We currently implement the following operators :

* Scan operator which is the starting point of the pipeline.
* Projection operator which selects specific columns from each row.
* Filter operator which runs predicates on rows returning only the ones that satisfy
the predicate.
* Sort operator which returns rows in sorted order.
* Join operator which implements *Nested Loop Join*.
* Limit operator which sets a cut-off on the number of returned rows.

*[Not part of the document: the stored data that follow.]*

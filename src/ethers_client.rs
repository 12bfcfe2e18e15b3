//! `ChainClient` over an ethers HTTP provider and a local signer
//! (private key or Ledger).
//!
//! Transactions are built, signed locally and broadcast raw: EIP-1559 where
//! the chain supports it, legacy otherwise. Receipts are polled.

use crate::chain::{ChainClient, ChainError, Confirmation, ContractCall};
use crate::config::{supports_eip1559, Config};
use crate::contracts;
use async_trait::async_trait;
use ethers::prelude::*;
use ethers::types::transaction::eip2718::TypedTransaction;
use std::sync::{Arc, OnceLock};
use std::time::Duration;
use tokio::sync::Mutex;
use tokio::time::sleep;
use tracing::{debug, info, warn};

/// Extra gas on top of the node's estimate
const GAS_LIMIT_BUFFER_PERCENT: u64 = 20;

/// Receipt polling interval
const RECEIPT_POLL_MS: u64 = 500;

/// Serializes access to a hardware signer. Concurrent HID requests fail
/// on some platforms.
static HARDWARE_LOCK: OnceLock<Mutex<()>> = OnceLock::new();

pub fn hardware_lock() -> &'static Mutex<()> {
    HARDWARE_LOCK.get_or_init(|| Mutex::new(()))
}

fn rpc_error(e: impl std::fmt::Display) -> ChainError {
    ChainError::Rpc(e.to_string())
}

pub struct EthersChainClient<S> {
    provider: Arc<Provider<Http>>,
    signer: S,
    chain_id: u64,
    gas_speed_multiplier: f32,
    confirmation_timeout_secs: u64,
    hardware: bool,
}

impl<S: Signer> EthersChainClient<S> {
    pub fn new(provider: Arc<Provider<Http>>, signer: S, chain_id: u64, config: &Config) -> Self {
        Self {
            provider,
            signer,
            chain_id,
            gas_speed_multiplier: config.gas_speed_multiplier,
            confirmation_timeout_secs: config.confirmation_timeout_secs,
            hardware: false,
        }
    }

    /// Take `hardware_lock` around every signature
    pub fn with_hardware_lock(mut self) -> Self {
        self.hardware = true;
        self
    }

    async fn call(&self, to: Address, data: Bytes) -> Result<Bytes, ChainError> {
        let tx: TypedTransaction = TransactionRequest::new().to(to).data(data).into();
        self.provider.call(&tx, None).await.map_err(rpc_error)
    }

    /// Fill gas, fees and nonce for a contract call
    async fn build_transaction(&self, call: &ContractCall) -> Result<TypedTransaction, ChainError> {
        let from = self.signer.address();

        let probe: TypedTransaction = TransactionRequest::new()
            .from(from)
            .to(call.to)
            .value(call.value)
            .data(call.data.clone())
            .into();
        let estimate = self
            .provider
            .estimate_gas(&probe, None)
            .await
            .map_err(|e| ChainError::GasEstimation(e.to_string()))?;
        let gas_limit = estimate * U256::from(100 + GAS_LIMIT_BUFFER_PERCENT) / U256::from(100u64);

        let base_gas_price = self.provider.get_gas_price().await.map_err(rpc_error)?;
        let gas_price =
            base_gas_price * U256::from((self.gas_speed_multiplier * 100.0) as u64) / U256::from(100u64);

        let nonce = self
            .provider
            .get_transaction_count(from, Some(BlockNumber::Pending.into()))
            .await
            .map_err(rpc_error)?;

        info!(
            "{}: to={:?}, value={}, selector=0x{}, gas_limit={}, gas_price={} gwei, nonce={}",
            call.label,
            call.to,
            call.value,
            contracts::selector_hex(&call.data),
            gas_limit,
            ethers::utils::format_units(gas_price, "gwei").unwrap_or_default(),
            nonce
        );

        let tx = if supports_eip1559(self.chain_id) {
            Eip1559TransactionRequest::new()
                .from(from)
                .to(call.to)
                .value(call.value)
                .data(call.data.clone())
                .gas(gas_limit)
                .max_fee_per_gas(gas_price)
                .max_priority_fee_per_gas(gas_price / 10) // 10% priority fee
                .nonce(nonce)
                .chain_id(self.chain_id)
                .into()
        } else {
            TransactionRequest::new()
                .from(from)
                .to(call.to)
                .value(call.value)
                .data(call.data.clone())
                .gas(gas_limit)
                .gas_price(gas_price)
                .nonce(nonce)
                .chain_id(self.chain_id)
                .into()
        };
        Ok(tx)
    }
}

#[async_trait]
impl<S> ChainClient for EthersChainClient<S>
where
    S: Signer + 'static,
{
    fn account(&self) -> Address {
        self.signer.address()
    }

    fn chain_id(&self) -> u64 {
        self.chain_id
    }

    async fn native_balance(&self, owner: Address) -> Result<U256, ChainError> {
        self.provider.get_balance(owner, None).await.map_err(rpc_error)
    }

    async fn token_balance(&self, token: Address, owner: Address) -> Result<U256, ChainError> {
        let data = self.call(token, contracts::encode_balance_of(owner)?).await?;
        Ok(contracts::decode_uint("balanceOf", &data)?)
    }

    async fn token_decimals(&self, token: Address) -> Result<u8, ChainError> {
        let data = self.call(token, contracts::encode_decimals()?).await?;
        Ok(contracts::decode_decimals(&data)?)
    }

    async fn token_symbol(&self, token: Address) -> Result<String, ChainError> {
        let data = self.call(token, contracts::encode_symbol()?).await?;
        Ok(contracts::decode_symbol(&data)?)
    }

    async fn allowance(&self, token: Address, owner: Address, spender: Address) -> Result<U256, ChainError> {
        let data = self.call(token, contracts::encode_allowance(owner, spender)?).await?;
        Ok(contracts::decode_uint("allowance", &data)?)
    }

    async fn owner_of(&self, token: Address, token_id: U256) -> Result<Address, ChainError> {
        let data = self.call(token, contracts::encode_owner_of(token_id)?).await?;
        Ok(contracts::decode_address("ownerOf", &data)?)
    }

    async fn is_approved_for_all(&self, token: Address, owner: Address, operator: Address) -> Result<bool, ChainError> {
        let data = self
            .call(token, contracts::encode_is_approved_for_all(owner, operator)?)
            .await?;
        Ok(contracts::decode_bool("isApprovedForAll", &data)?)
    }

    async fn submit(&self, call: ContractCall) -> Result<TxHash, ChainError> {
        let tx = self.build_transaction(&call).await?;

        let signature = {
            let _guard = if self.hardware {
                Some(hardware_lock().lock().await)
            } else {
                None
            };
            self.signer
                .sign_transaction(&tx)
                .await
                .map_err(|e| ChainError::Signer(e.to_string()))?
        };
        debug!("{} signed", call.label);

        // Broadcast exactly once; no retry after this point
        let pending = self
            .provider
            .send_raw_transaction(tx.rlp_signed(&signature))
            .await
            .map_err(rpc_error)?;

        let tx_hash = pending.tx_hash();
        info!("{} sent: {:?}", call.label, tx_hash);
        Ok(tx_hash)
    }

    async fn wait_for_receipt(&self, hash: TxHash) -> Result<Confirmation, ChainError> {
        let max_attempts = self.confirmation_timeout_secs * 1000 / RECEIPT_POLL_MS;

        for _ in 0..max_attempts {
            match self.provider.get_transaction_receipt(hash).await {
                Ok(Some(receipt)) => {
                    let block_number = receipt.block_number.map(|n| n.as_u64());
                    return Ok(if receipt.status == Some(U64::from(1u64)) {
                        info!("Transaction {:?} confirmed in block {:?}", hash, block_number);
                        Confirmation::Success {
                            block_number,
                            gas_used: receipt.gas_used,
                        }
                    } else {
                        warn!("Transaction {:?} reverted in block {:?}", hash, block_number);
                        Confirmation::Reverted { block_number }
                    });
                }
                Ok(None) => {}
                Err(e) => warn!("Receipt poll for {:?} failed: {}", hash, e),
            }
            sleep(Duration::from_millis(RECEIPT_POLL_MS)).await;
        }

        Err(ChainError::ConfirmationTimeout(self.confirmation_timeout_secs))
    }
}
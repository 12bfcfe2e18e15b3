#![windows_subsystem = "windows"]

use anyhow::Result;
use multisend::{gui, user_settings::UserSettings};

fn main() -> Result<()> {
    let _ = dotenvy::dotenv();
    tracing_subscriber::fmt::init();

    let settings = UserSettings::load();
    let config = settings.build_config().with_env_overrides()?;
    tracing::info!(
        "Starting on {} (chain {}), disperse contract {:?}",
        config.network_label(),
        config.chain_id,
        config.disperse_address
    );
    gui::launch(config, settings)?;

    Ok(())
}
//! Desktop front end built with egui/eframe.
//!
//! - `app` - the single-window `MultisendApp` and `launch`
//! - `async_job` - runs engine futures off the frame loop
//! - `theme` - colors, spacing and button styles

mod app;
pub mod async_job;
pub mod theme;

pub use app::{launch, MultisendApp};
pub use async_job::AsyncJob;
pub use theme::{configure_style, AppTheme};
//! Pre-flight for token distributions: allowance for ERC-20, ownership and
//! operator approval for ERC-721.

use crate::chain::{ChainClient, ContractCall};
use crate::contracts;
use crate::errors::{self, ApprovalFailure, DistributionError, OwnershipFailure, Stage};
use crate::executor::{send_and_confirm, ProgressSink};
use crate::types::{TransactionRecord, TxKind};
use ethers::types::{Address, U256};
use futures::future::join_all;
use tracing::{debug, info};

/// Whether the disperse contract may move the tokens.
#[derive(Debug, Clone, Copy, PartialEq, Eq)]
pub struct ApprovalState {
    pub required: bool,
    pub granted: bool,
}

fn encode_failure(e: contracts::AbiError) -> DistributionError {
    DistributionError::Approval(ApprovalFailure::Failed(e.to_string()))
}

pub async fn check_allowance(
    client: &dyn ChainClient,
    token: Address,
    spender: Address,
    total: U256,
) -> Result<ApprovalState, DistributionError> {
    let allowance = client
        .allowance(token, client.account(), spender)
        .await
        .map_err(|e| errors::classify(&e, Stage::Read))?;
    debug!("Allowance of {:?} for {:?}: {} (need {})", token, spender, allowance, total);
    Ok(ApprovalState {
        required: true,
        granted: allowance >= total,
    })
}

/// Approve exactly `total` if the current allowance is short.
///
/// Returns the approval record when a transaction was sent. Never sends more
/// than one approval per call.
pub async fn ensure_token_allowance(
    client: &dyn ChainClient,
    token: Address,
    spender: Address,
    total: U256,
    sink: &ProgressSink,
) -> Result<Option<TransactionRecord>, DistributionError> {
    if check_allowance(client, token, spender, total).await?.granted {
        return Ok(None);
    }
    info!("Approving {:?} to spend {} of {:?}", spender, total, token);
    let call = ContractCall {
        to: token,
        data: contracts::encode_approve(spender, total).map_err(encode_failure)?,
        value: U256::zero(),
        label: "approve",
    };
    send_and_confirm(client, call, TxKind::Approval, Stage::Approval, sink)
        .await
        .map(Some)
}

/// Every id must be owned by the connected account. Reads run concurrently;
/// the first failure in input order is reported.
pub async fn verify_nft_ownership(client: &dyn ChainClient, token: Address, token_ids: &[U256]) -> Result<(), DistributionError> {
    let owner = client.account();
    let results = join_all(token_ids.iter().map(|id| client.owner_of(token, *id))).await;

    for (token_id, result) in token_ids.iter().zip(results) {
        let reason = match result {
            Ok(actual) if actual == owner => continue,
            Ok(actual) => OwnershipFailure::NotOwner(actual),
            Err(e) => match errors::classify(&e, Stage::Read) {
                DistributionError::Network(m) => return Err(DistributionError::Network(m)),
                other => OwnershipFailure::Unreadable(other.to_string()),
            },
        };
        return Err(DistributionError::Ownership {
            token_id: *token_id,
            reason,
        });
    }
    Ok(())
}

pub async fn check_operator(client: &dyn ChainClient, token: Address, operator: Address) -> Result<ApprovalState, DistributionError> {
    let granted = client
        .is_approved_for_all(token, client.account(), operator)
        .await
        .map_err(|e| errors::classify(&e, Stage::Read))?;
    Ok(ApprovalState { required: true, granted })
}

/// `setApprovalForAll(operator, true)` unless already granted
pub async fn ensure_operator_approval(
    client: &dyn ChainClient,
    token: Address,
    operator: Address,
    sink: &ProgressSink,
) -> Result<Option<TransactionRecord>, DistributionError> {
    if check_operator(client, token, operator).await?.granted {
        return Ok(None);
    }
    info!("Approving {:?} as operator for {:?}", operator, token);
    let call = ContractCall {
        to: token,
        data: contracts::encode_set_approval_for_all(operator, true).map_err(encode_failure)?,
        value: U256::zero(),
        label: "setApprovalForAll",
    };
    send_and_confirm(client, call, TxKind::Approval, Stage::Approval, sink)
        .await
        .map(Some)
}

Below is the code in `main.rs` which runs some select queries.

``` rust

macro_rules! query {
($query_str:expr, $data:expr) => {{
let tokenizer = Tokenizer::new($query_str);
let q = Parser::new(tokenizer).parse();

let mut executor = QueryExecutor {};
let plan = executor.plan(q, $data);
QueryExecutor::execute(plan)
}};
}

fn main() {
// Example data
let data = vec![
Row::new(&[
"1".to_string(),
"Alice".to_string(),
"Manager".to_string(),
"12000".to_string(),
]),
Row::new(&[
"2".to_string(),
"Bob".to_string(),
"Developer".to_string(),
"10000".to_string(),
]),
Row::new(&[
"3".to_string(),
"Charlie".to_string(),
"Developer".to_string(),
"9000".to_string(),
]),
Row::new(&[
"4".to_string(),
"David".to_string(),
"Analyst".to_string(),
"11000".to_string(),
]),
Row::new(&[
"5".to_string(),
"Eve".to_string(),
"Manager".to_string(),
"13000".to_string(),
]),
Row::new(&[
"6".to_string(),
"Frank".to_string(),
"Developer".to_string(),
"9500".to_string(),
]),
Row::new(&[
"7".to_string(),
"Grace".to_string(),
"Analyst".to_string(),
"10500".to_string(),
]),
Row::new(&[
"8".to_string(),
"Hannah".to_string(),
"Developer".to_string(),
"9800".to_string(),
]),
Row::new(&[
"9".to_string(),
"Ivy".to_string(),
"Manager".to_string(),
"12500".to_string(),
]),
Row::new(&[
"10".to_string(),
"Jack".to_string(),
"Analyst".to_string(),
"10200".to_string(),
]),
];

let queries = vec![
(
"SELECT id FROM example WHERE name = 'Ivy' LIMIT 1",
vec![Row::new(&["9".to_string()])],
),
(
"SELECT name FROM employees WHERE role = 'Developer'",
vec![
Row::new(&["Bob".to_string()]),
Row::new(&["Charlie".to_string()]),
Row::new(&["Frank".to_string()]),
Row::new(&["Hannah".to_string()]),
],
),
(
"SELECT id FROM employees WHERE salary > 9000 LIMIT 3",
vec![
Row::new(&["1".to_string()]),
Row::new(&["2".to_string()]),
Row::new(&["4".to_string()]),
],
),
];
for query in queries {
let results = query!(query.0, data.clone());
let expected = query.1;
assert_eq!(results, expected);
}
}

```

# License

The code is under an [MIT License](LICENSE).